What the task asks -> Only the lines from the top of the data through the line with "pub const BLUE: Color" should be repeated, each exactly as written.

----------

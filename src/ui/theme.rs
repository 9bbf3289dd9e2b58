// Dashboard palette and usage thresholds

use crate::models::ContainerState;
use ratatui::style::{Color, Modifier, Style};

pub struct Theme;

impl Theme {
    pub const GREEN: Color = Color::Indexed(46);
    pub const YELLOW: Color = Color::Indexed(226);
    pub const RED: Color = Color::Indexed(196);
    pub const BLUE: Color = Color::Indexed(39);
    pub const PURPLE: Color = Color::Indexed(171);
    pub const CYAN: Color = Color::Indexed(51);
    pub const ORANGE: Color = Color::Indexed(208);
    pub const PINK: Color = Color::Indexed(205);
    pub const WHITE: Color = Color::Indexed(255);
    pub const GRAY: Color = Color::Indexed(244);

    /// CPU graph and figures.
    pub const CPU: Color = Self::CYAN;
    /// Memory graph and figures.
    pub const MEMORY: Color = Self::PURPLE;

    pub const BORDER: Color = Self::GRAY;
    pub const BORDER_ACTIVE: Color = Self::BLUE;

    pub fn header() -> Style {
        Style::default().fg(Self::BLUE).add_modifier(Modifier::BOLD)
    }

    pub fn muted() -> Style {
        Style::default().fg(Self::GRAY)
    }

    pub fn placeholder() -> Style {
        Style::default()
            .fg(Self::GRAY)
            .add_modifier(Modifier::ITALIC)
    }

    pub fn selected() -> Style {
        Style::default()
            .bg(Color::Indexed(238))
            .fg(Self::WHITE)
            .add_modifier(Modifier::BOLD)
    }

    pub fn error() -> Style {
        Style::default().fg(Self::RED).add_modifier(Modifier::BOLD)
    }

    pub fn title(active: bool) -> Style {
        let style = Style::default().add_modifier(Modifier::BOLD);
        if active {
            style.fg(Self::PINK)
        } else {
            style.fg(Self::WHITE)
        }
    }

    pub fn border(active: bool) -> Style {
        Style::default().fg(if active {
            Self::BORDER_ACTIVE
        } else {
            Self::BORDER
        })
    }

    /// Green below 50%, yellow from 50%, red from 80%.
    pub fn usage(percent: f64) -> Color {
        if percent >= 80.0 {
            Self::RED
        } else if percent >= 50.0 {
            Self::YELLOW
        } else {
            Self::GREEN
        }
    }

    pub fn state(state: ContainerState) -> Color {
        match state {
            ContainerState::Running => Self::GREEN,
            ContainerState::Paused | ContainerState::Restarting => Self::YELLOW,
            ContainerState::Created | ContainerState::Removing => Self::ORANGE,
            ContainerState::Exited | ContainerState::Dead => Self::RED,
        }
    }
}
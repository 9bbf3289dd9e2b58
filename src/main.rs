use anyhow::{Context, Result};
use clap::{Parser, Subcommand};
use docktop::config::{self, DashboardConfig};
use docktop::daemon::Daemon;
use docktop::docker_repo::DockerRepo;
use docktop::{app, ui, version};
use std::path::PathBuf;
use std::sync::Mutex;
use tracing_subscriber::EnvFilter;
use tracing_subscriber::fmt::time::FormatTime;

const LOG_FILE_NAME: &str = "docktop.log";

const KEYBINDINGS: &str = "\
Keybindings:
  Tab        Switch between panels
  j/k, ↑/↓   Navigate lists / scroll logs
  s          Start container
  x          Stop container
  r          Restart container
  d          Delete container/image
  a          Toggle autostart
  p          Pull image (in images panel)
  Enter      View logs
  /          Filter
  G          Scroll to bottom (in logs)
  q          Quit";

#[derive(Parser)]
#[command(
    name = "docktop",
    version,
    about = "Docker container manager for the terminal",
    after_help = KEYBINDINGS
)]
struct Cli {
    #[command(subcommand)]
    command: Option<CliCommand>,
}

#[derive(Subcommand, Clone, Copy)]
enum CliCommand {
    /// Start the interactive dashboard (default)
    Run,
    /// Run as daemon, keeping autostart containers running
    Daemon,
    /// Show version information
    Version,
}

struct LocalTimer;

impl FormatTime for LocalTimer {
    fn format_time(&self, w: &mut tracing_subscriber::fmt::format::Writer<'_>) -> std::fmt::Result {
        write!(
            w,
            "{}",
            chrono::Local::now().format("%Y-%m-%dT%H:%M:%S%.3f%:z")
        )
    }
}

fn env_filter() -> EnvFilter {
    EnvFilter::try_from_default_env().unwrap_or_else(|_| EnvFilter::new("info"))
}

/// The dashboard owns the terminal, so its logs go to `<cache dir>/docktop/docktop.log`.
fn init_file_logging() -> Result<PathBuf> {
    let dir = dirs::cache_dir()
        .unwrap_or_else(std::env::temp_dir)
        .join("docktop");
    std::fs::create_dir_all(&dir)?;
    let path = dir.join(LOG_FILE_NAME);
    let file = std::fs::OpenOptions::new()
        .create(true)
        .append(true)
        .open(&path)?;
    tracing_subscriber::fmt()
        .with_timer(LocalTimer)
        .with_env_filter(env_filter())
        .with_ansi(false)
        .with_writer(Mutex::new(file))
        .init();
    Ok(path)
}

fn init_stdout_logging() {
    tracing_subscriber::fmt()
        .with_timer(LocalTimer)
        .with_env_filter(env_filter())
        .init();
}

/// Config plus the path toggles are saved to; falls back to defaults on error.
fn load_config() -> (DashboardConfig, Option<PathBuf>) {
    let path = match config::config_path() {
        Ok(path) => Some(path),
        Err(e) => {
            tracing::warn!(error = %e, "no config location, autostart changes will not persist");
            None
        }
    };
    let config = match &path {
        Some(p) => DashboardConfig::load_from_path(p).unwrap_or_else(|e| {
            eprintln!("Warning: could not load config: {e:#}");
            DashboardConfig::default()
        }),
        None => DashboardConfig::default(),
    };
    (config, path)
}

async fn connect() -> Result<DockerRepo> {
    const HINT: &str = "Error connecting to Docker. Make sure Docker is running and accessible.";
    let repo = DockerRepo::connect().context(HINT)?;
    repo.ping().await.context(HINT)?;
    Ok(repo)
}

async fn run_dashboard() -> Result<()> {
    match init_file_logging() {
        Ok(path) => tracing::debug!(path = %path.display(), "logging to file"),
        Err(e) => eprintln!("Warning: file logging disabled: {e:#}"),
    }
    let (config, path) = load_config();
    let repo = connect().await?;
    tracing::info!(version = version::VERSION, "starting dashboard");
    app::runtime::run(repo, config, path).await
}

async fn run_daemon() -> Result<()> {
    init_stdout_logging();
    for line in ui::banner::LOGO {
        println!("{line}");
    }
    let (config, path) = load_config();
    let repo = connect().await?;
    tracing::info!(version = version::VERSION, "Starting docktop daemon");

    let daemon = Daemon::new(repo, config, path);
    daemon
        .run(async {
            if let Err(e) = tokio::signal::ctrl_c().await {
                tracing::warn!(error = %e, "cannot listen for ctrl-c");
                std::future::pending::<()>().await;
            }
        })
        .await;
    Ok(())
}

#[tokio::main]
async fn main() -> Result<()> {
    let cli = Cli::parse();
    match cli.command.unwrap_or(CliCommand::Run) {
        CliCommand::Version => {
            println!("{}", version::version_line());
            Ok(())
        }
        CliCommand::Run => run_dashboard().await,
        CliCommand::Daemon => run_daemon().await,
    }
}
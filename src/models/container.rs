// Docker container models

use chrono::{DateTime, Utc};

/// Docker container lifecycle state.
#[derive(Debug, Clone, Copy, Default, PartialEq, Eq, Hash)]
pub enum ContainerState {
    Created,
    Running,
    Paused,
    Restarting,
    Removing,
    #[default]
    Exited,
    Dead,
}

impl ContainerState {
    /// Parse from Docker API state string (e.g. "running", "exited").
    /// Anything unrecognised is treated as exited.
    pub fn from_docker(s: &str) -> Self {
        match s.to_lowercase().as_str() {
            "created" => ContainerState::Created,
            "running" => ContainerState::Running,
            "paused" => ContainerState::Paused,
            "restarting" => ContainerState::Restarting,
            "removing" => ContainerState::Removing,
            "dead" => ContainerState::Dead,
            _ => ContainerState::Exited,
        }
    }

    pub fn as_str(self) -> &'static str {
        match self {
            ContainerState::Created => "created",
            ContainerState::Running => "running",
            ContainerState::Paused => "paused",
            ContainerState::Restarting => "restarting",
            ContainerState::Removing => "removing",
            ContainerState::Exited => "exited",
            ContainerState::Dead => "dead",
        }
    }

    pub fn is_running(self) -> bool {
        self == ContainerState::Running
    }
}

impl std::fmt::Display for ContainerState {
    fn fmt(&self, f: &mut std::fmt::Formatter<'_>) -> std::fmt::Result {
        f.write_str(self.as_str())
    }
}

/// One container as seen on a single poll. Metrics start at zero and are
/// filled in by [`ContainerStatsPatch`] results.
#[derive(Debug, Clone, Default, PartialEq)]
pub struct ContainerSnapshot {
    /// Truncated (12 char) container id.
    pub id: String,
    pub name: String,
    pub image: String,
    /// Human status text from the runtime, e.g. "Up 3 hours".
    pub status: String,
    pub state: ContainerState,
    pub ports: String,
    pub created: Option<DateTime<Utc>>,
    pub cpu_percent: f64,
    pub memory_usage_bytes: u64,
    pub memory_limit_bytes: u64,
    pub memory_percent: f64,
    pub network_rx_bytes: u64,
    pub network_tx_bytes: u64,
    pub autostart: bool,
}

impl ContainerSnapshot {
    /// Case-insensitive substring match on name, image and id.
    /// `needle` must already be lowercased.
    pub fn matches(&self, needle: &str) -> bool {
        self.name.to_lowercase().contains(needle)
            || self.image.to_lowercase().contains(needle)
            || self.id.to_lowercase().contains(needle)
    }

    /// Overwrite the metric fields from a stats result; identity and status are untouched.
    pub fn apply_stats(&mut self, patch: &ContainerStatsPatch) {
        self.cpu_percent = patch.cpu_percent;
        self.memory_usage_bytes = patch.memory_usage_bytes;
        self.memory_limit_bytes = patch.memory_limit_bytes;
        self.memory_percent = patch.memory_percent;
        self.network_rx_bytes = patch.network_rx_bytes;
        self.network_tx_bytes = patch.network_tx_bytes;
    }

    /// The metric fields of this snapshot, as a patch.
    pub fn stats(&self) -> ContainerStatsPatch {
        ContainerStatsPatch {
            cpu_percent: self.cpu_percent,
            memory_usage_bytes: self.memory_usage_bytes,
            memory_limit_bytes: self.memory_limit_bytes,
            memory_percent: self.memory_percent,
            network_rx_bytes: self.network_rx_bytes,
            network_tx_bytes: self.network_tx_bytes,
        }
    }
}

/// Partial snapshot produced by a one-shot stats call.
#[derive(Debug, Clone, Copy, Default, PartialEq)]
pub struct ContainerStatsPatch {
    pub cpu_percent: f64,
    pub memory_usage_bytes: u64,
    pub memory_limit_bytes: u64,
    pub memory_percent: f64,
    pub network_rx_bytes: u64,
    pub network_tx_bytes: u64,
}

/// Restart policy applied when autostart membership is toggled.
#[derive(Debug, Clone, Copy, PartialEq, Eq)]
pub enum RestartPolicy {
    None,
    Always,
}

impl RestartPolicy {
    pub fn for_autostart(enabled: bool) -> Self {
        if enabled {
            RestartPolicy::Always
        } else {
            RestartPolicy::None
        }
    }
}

----------

Response ->
filename src/ui/theme.rs
repository 9bbf3289dd9e2b58
// Dashboard palette and usage thresholds

use crate::models::ContainerState;
use ratatui::style::{Color, Modifier, Style};

pub struct Theme;

impl Theme {
    pub const GREEN: Color = Color::Indexed(46);
    pub const YELLOW: Color = Color::Indexed(226);
    pub const RED: Color = Color::Indexed(196);
    pub const BLUE: Color = Color::Indexed(39);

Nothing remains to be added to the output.